Unser Wendehals mit großer Klappe und akademischen Titeln, die er in Rumänien – dem Land der unbegrenzten Unmöglichkeiten – erworben hat, der ungenannte Neffe einer namenlosen Tante, ist inzwischen zur selbstgefälligen Symbolfigur geworden. Ein Sinnbild der Unbildung. Eine täuschende Vermenschlichung des Unmenschen, gezeichnet von stillem Neid und offenem Hass. Und so setzt man sich nun immer dort gern in Szene, wo man weiß, dass einem der Beifall eines gefügigen Publikums sicher ist.

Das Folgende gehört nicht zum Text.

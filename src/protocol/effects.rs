//! Effect model for the ColorWall firmware.
//!
//! Every effect has its own strongly-typed parameter struct. [`Effect`]
//! wraps them in a closed enum whose serialized form is exactly what the
//! firmware accepts as a settings object:
//!
//! ```json
//! {"type": "Wash", "speed": 5, "baseHue": 0, "deltaHue": 16}
//! ```
//!
//! The firmware runs out of memory on unknown fields, so the structs carry
//! nothing but their declared parameters and the display name never reaches
//! the wire.

use serde::de::DeserializeOwned;
use serde::{Deserialize, Serialize};
use serde_json::Value;

use crate::error::{ColorWallError, Result};
use crate::protocol::registry::EffectKind;

// =============================================================================
// Effect Capability
// =============================================================================

/// Shared capability of every effect parameter struct.
pub trait EffectParams: Default + Serialize + DeserializeOwned + Into<Effect> {
    /// Which effect these parameters belong to.
    const KIND: EffectKind;

    /// Firmware id of the effect.
    fn id(&self) -> u8 {
        Self::KIND.id()
    }

    /// Display name of the effect.
    fn name(&self) -> &'static str {
        Self::KIND.name()
    }

    /// Decode a settings bag, filling missing parameters with their defaults.
    ///
    /// `None` and JSON `null` yield the defaults. Keys outside the schema
    /// (such as `type`) are ignored.
    fn from_settings(settings: Option<&Value>) -> Result<Self> {
        match settings {
            None | Some(Value::Null) => Ok(Self::default()),
            Some(value) => serde_json::from_value(value.clone()).map_err(|e| {
                ColorWallError::InvalidSettings {
                    effect: Self::KIND.name().into(),
                    message: e.to_string(),
                }
            }),
        }
    }
}

// =============================================================================
// Parameter Structs
// =============================================================================

/// "Smooth line of light".
#[derive(Debug, Clone, Copy, PartialEq, Eq, Serialize, Deserialize)]
#[serde(default, rename_all = "camelCase")]
pub struct Smooth {
    pub speed: i32,
    pub width: i32,
}

impl Default for Smooth {
    fn default() -> Self {
        Self {
            speed: 2,
            width: 10,
        }
    }
}

/// "Pulses of light".
#[derive(Debug, Clone, Copy, PartialEq, Eq, Serialize, Deserialize)]
#[serde(default, rename_all = "camelCase")]
pub struct Bpm {
    pub bpm: i32,
    pub style: i32,
}

impl Default for Bpm {
    fn default() -> Self {
        Self { bpm: 62, style: 0 }
    }
}

/// "Solid light". Panels keep their individual colors.
#[derive(Debug, Clone, Copy, Default, PartialEq, Eq, Serialize, Deserialize)]
pub struct Solid {}

/// "Animated tile colors".
#[derive(Debug, Clone, Copy, PartialEq, Eq, Serialize, Deserialize)]
#[serde(default, rename_all = "camelCase")]
pub struct Colory {
    pub speed: i32,
}

impl Default for Colory {
    fn default() -> Self {
        Self { speed: 2 }
    }
}

/// "Color wash".
#[derive(Debug, Clone, Copy, PartialEq, Eq, Serialize, Deserialize)]
#[serde(default, rename_all = "camelCase")]
pub struct Wash {
    pub speed: i32,
    pub base_hue: i32,
    pub delta_hue: i32,
}

impl Default for Wash {
    fn default() -> Self {
        Self {
            speed: 5,
            base_hue: 0,
            delta_hue: 16,
        }
    }
}

/// "Animated rainbow".
#[derive(Debug, Clone, Copy, PartialEq, Eq, Serialize, Deserialize)]
#[serde(default, rename_all = "camelCase")]
pub struct Rainbow {
    pub speed: i32,
    pub direction: i32,
}

impl Default for Rainbow {
    fn default() -> Self {
        Self {
            speed: 2,
            direction: 0,
        }
    }
}

impl EffectParams for Smooth {
    const KIND: EffectKind = EffectKind::Smooth;
}

impl EffectParams for Bpm {
    const KIND: EffectKind = EffectKind::Bpm;
}

impl EffectParams for Solid {
    const KIND: EffectKind = EffectKind::Solid;
}

impl EffectParams for Colory {
    const KIND: EffectKind = EffectKind::Colory;
}

impl EffectParams for Wash {
    const KIND: EffectKind = EffectKind::Wash;
}

impl EffectParams for Rainbow {
    const KIND: EffectKind = EffectKind::Rainbow;
}

impl From<Smooth> for Effect {
    fn from(params: Smooth) -> Self {
        Effect::Smooth(params)
    }
}

impl From<Bpm> for Effect {
    fn from(params: Bpm) -> Self {
        Effect::Bpm(params)
    }
}

impl From<Solid> for Effect {
    fn from(params: Solid) -> Self {
        Effect::Solid(params)
    }
}

impl From<Colory> for Effect {
    fn from(params: Colory) -> Self {
        Effect::Colory(params)
    }
}

impl From<Wash> for Effect {
    fn from(params: Wash) -> Self {
        Effect::Wash(params)
    }
}

impl From<Rainbow> for Effect {
    fn from(params: Rainbow) -> Self {
        Effect::Rainbow(params)
    }
}

// =============================================================================
// Effect
// =============================================================================

/// One configured effect. Serializes to the firmware settings object.
#[derive(Debug, Clone, Copy, PartialEq, Eq, Serialize)]
#[serde(tag = "type")]
pub enum Effect {
    Smooth(Smooth),
    Bpm(Bpm),
    Solid(Solid),
    Colory(Colory),
    Wash(Wash),
    Rainbow(Rainbow),
}

impl Effect {
    /// Build an effect from its kind and an optional settings bag.
    pub fn build(kind: EffectKind, settings: Option<&Value>) -> Result<Self> {
        Ok(match kind {
            EffectKind::Smooth => Smooth::from_settings(settings)?.into(),
            EffectKind::Bpm => Bpm::from_settings(settings)?.into(),
            EffectKind::Solid => Solid::from_settings(settings)?.into(),
            EffectKind::Colory => Colory::from_settings(settings)?.into(),
            EffectKind::Wash => Wash::from_settings(settings)?.into(),
            EffectKind::Rainbow => Rainbow::from_settings(settings)?.into(),
        })
    }

    /// Build an effect by firmware id.
    ///
    /// # Errors
    /// `UnknownEffect` for ids outside the registry, `InvalidSettings` when a
    /// declared parameter has the wrong type.
    pub fn variant_by_id(id: u8, settings: Option<&Value>) -> Result<Self> {
        Self::build(EffectKind::from_id(id)?, settings)
    }

    /// Build an effect by display name.
    ///
    /// # Errors
    /// Same as [`Effect::variant_by_id`].
    pub fn variant_by_name(name: &str, settings: Option<&Value>) -> Result<Self> {
        Self::build(EffectKind::from_name(name)?, settings)
    }

    /// Effect with every parameter at its declared default.
    pub fn defaults(kind: EffectKind) -> Self {
        match kind {
            EffectKind::Smooth => Smooth::default().into(),
            EffectKind::Bpm => Bpm::default().into(),
            EffectKind::Solid => Solid::default().into(),
            EffectKind::Colory => Colory::default().into(),
            EffectKind::Wash => Wash::default().into(),
            EffectKind::Rainbow => Rainbow::default().into(),
        }
    }

    pub fn kind(&self) -> EffectKind {
        match self {
            Effect::Smooth(_) => EffectKind::Smooth,
            Effect::Bpm(_) => EffectKind::Bpm,
            Effect::Solid(_) => EffectKind::Solid,
            Effect::Colory(_) => EffectKind::Colory,
            Effect::Wash(_) => EffectKind::Wash,
            Effect::Rainbow(_) => EffectKind::Rainbow,
        }
    }

    pub fn id(&self) -> u8 {
        self.kind().id()
    }

    pub fn name(&self) -> &'static str {
        self.kind().name()
    }

    /// Current parameter values in schema order.
    pub fn param_values(&self) -> Vec<(&'static str, i32)> {
        match self {
            Effect::Smooth(p) => vec![("speed", p.speed), ("width", p.width)],
            Effect::Bpm(p) => vec![("bpm", p.bpm), ("style", p.style)],
            Effect::Solid(_) => vec![],
            Effect::Colory(p) => vec![("speed", p.speed)],
            Effect::Wash(p) => vec![
                ("speed", p.speed),
                ("baseHue", p.base_hue),
                ("deltaHue", p.delta_hue),
            ],
            Effect::Rainbow(p) => vec![("speed", p.speed), ("direction", p.direction)],
        }
    }

    /// Serialized settings object: `type` plus the declared parameters.
    pub fn to_settings(&self) -> Result<Value> {
        serde_json::to_value(self).map_err(|e| ColorWallError::InvalidSettings {
            effect: self.name().into(),
            message: e.to_string(),
        })
    }
}

impl std::fmt::Display for Effect {
    fn fmt(&self, f: &mut std::fmt::Formatter<'_>) -> std::fmt::Result {
        write!(f, "{}", self.name())?;
        let params = self.param_values();
        if !params.is_empty() {
            let list: Vec<String> = params
                .iter()
                .map(|(name, value)| format!("{}={}", name, value))
                .collect();
            write!(f, " ({})", list.join(", "))?;
        }
        Ok(())
    }
}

Dann kann man aufdrehen, wie einst Onkel Joseph mit dem Klumpfuß, den man im reichsdeutschen Volksmund auch „die Dreckschleuder“ nannte – obwohl diese laute Art übler Nachrede bei vielen siebenbürgischen Volksgenossen eigentlich „artfremd“ ist. Denn traditionsgemäß tut man das immer noch so wie ehedem – hinter vorgehaltener Hand, vertraulich, im vertrauten Kreise beim Treffen am völkischen Stammtisch, wo man sicher „ganz unter sich“ ist.